My Lords, the Government’s announcement acknowledges that porn gives children unrealistic expectations about sex and relationships and encourages misogyny. However, it fails to mention the addictiveness of its consumption up the age range. Are the Government concerned about the effect on adults’ relationships, as is revealed by this worrying research? The Bill is urgently needed, and I join others in asking, because the Bill is urgently needed, when it will be introduced.
I thank my noble friend, too, for his welcome. He raises points about the further potential harms of pornography and, although the strongest protections in the Bill are for children, it looks at the harms that online content can pose to people of all ages. On the time- table: it remains our intention to introduce the updated Bill in the coming weeks and to respond formally to the Joint Committee and to the Select Committee in the other place at the same time as the Bill is published.
(2 years, 10 months ago)
Lords ChamberTo ask Her Majesty’s Government what steps they intend to take in response to the report by the Children’s Commissioner Talking to your child about online sexual harassment: A guide for parents, published on 16 December 2021, and in particular the finding that children are “stumbling across” commercial pornography.
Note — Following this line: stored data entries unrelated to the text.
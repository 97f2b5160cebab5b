//! Admin status endpoint.

use axum::body::{to_bytes, Body};
use axum::http::{header::AUTHORIZATION, Request, StatusCode};
use tower::ServiceExt;

use upstream_reloader::admin::{setup_admin_router, AdminState};
use upstream_reloader::reconcile::{CycleReport, EndpointOutcome, EndpointReport, StatusHandle};

fn report(cycle: u64) -> CycleReport {
    CycleReport::new(
        cycle,
        vec![
            EndpointReport {
                service_name: "WEB".to_string(),
                url: "https://x/1".to_string(),
                routes: 2,
                outcome: EndpointOutcome::Deployed,
            },
            EndpointReport {
                service_name: "API".to_string(),
                url: "https://x/2".to_string(),
                routes: 0,
                outcome: EndpointOutcome::Failed("unexpected status 500".to_string()),
            },
        ],
        b"\nupstream backend {\n\tserver 10.0.0.1:80;\n\n}",
    )
}

async fn get(state: AdminState, uri: &str, token: Option<&str>) -> (StatusCode, String) {
    let mut request = Request::builder().uri(uri);
    if let Some(token) = token {
        request = request.header(AUTHORIZATION, format!("Bearer {}", token));
    }
    let response = setup_admin_router(state)
        .oneshot(request.body(Body::empty()).unwrap())
        .await
        .unwrap();
    let status = response.status();
    let body = to_bytes(response.into_body(), usize::MAX).await.unwrap();
    (status, String::from_utf8(body.to_vec()).unwrap())
}

#[tokio::test]
async fn test_status_before_first_cycle() {
    let state = AdminState::new(StatusHandle::new(), None);
    let (status, body) = get(state, "/admin/status", None).await;

    assert_eq!(status, StatusCode::OK);
    let json: serde_json::Value = serde_json::from_str(&body).unwrap();
    assert_eq!(json["status"], "starting");
    assert!(json["cycle"].is_null());
}

#[tokio::test]
async fn test_status_reports_latest_cycle_counts() {
    let handle = StatusHandle::new();
    handle.publish(report(7));
    let (status, body) = get(AdminState::new(handle, None), "/admin/status", None).await;

    assert_eq!(status, StatusCode::OK);
    let json: serde_json::Value = serde_json::from_str(&body).unwrap();
    assert_eq!(json["status"], "operational");
    assert_eq!(json["cycle"], 7);
    assert_eq!(json["deployed"], 1);
    assert_eq!(json["failed"], 1);
}

#[tokio::test]
async fn test_report_and_config() {
    let handle = StatusHandle::new();
    let state = AdminState::new(handle.clone(), None);

    let (status, _) = get(state.clone(), "/admin/report", None).await;
    assert_eq!(status, StatusCode::NOT_FOUND);

    handle.publish(report(1));

    let (status, body) = get(state.clone(), "/admin/report", None).await;
    assert_eq!(status, StatusCode::OK);
    let json: serde_json::Value = serde_json::from_str(&body).unwrap();
    assert_eq!(json["endpoints"][1]["outcome"]["status"], "failed");
    assert_eq!(json["endpoints"][1]["outcome"]["reason"], "unexpected status 500");

    let (status, body) = get(state, "/admin/config", None).await;
    assert_eq!(status, StatusCode::OK);
    assert!(body.contains("\tserver 10.0.0.1:80;"));
}

#[tokio::test]
async fn test_api_key_is_enforced() {
    let state = AdminState::new(StatusHandle::new(), Some("admin-secret".to_string()));

    let (status, _) = get(state.clone(), "/admin/status", None).await;
    assert_eq!(status, StatusCode::UNAUTHORIZED);

    let (status, _) = get(state.clone(), "/admin/status", Some("wrong")).await;
    assert_eq!(status, StatusCode::UNAUTHORIZED);

    let (status, _) = get(state, "/admin/status", Some("admin-secret")).await;
    assert_eq!(status, StatusCode::OK);
}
My Lords, we warmly welcome this report, and the Children’s Commissioner’s support in protecting children online. The report’s findings underline the need for the measures that we are proposing in the online safety Bill, which will require a wide range of sites to take robust steps to prevent children accessing pornography online. We will include the Children’s Commissioner’s guidance in our online resources for parents and organisations to promote media literacy.
My Lords, I thank my noble friend the Minister for his reply. The Joint Scrutiny Committee and today’s Select Committee report refer to harmful and addictive online porn, and children’s exposure to illegal and extreme content. While parents have a key role, guidance for them is a fairly puny tool with which to police the internet. Given that research is increasingly amassing about pornography’s harms, especially to young people, can the Minister advise why age verification is not on the face of the Bill?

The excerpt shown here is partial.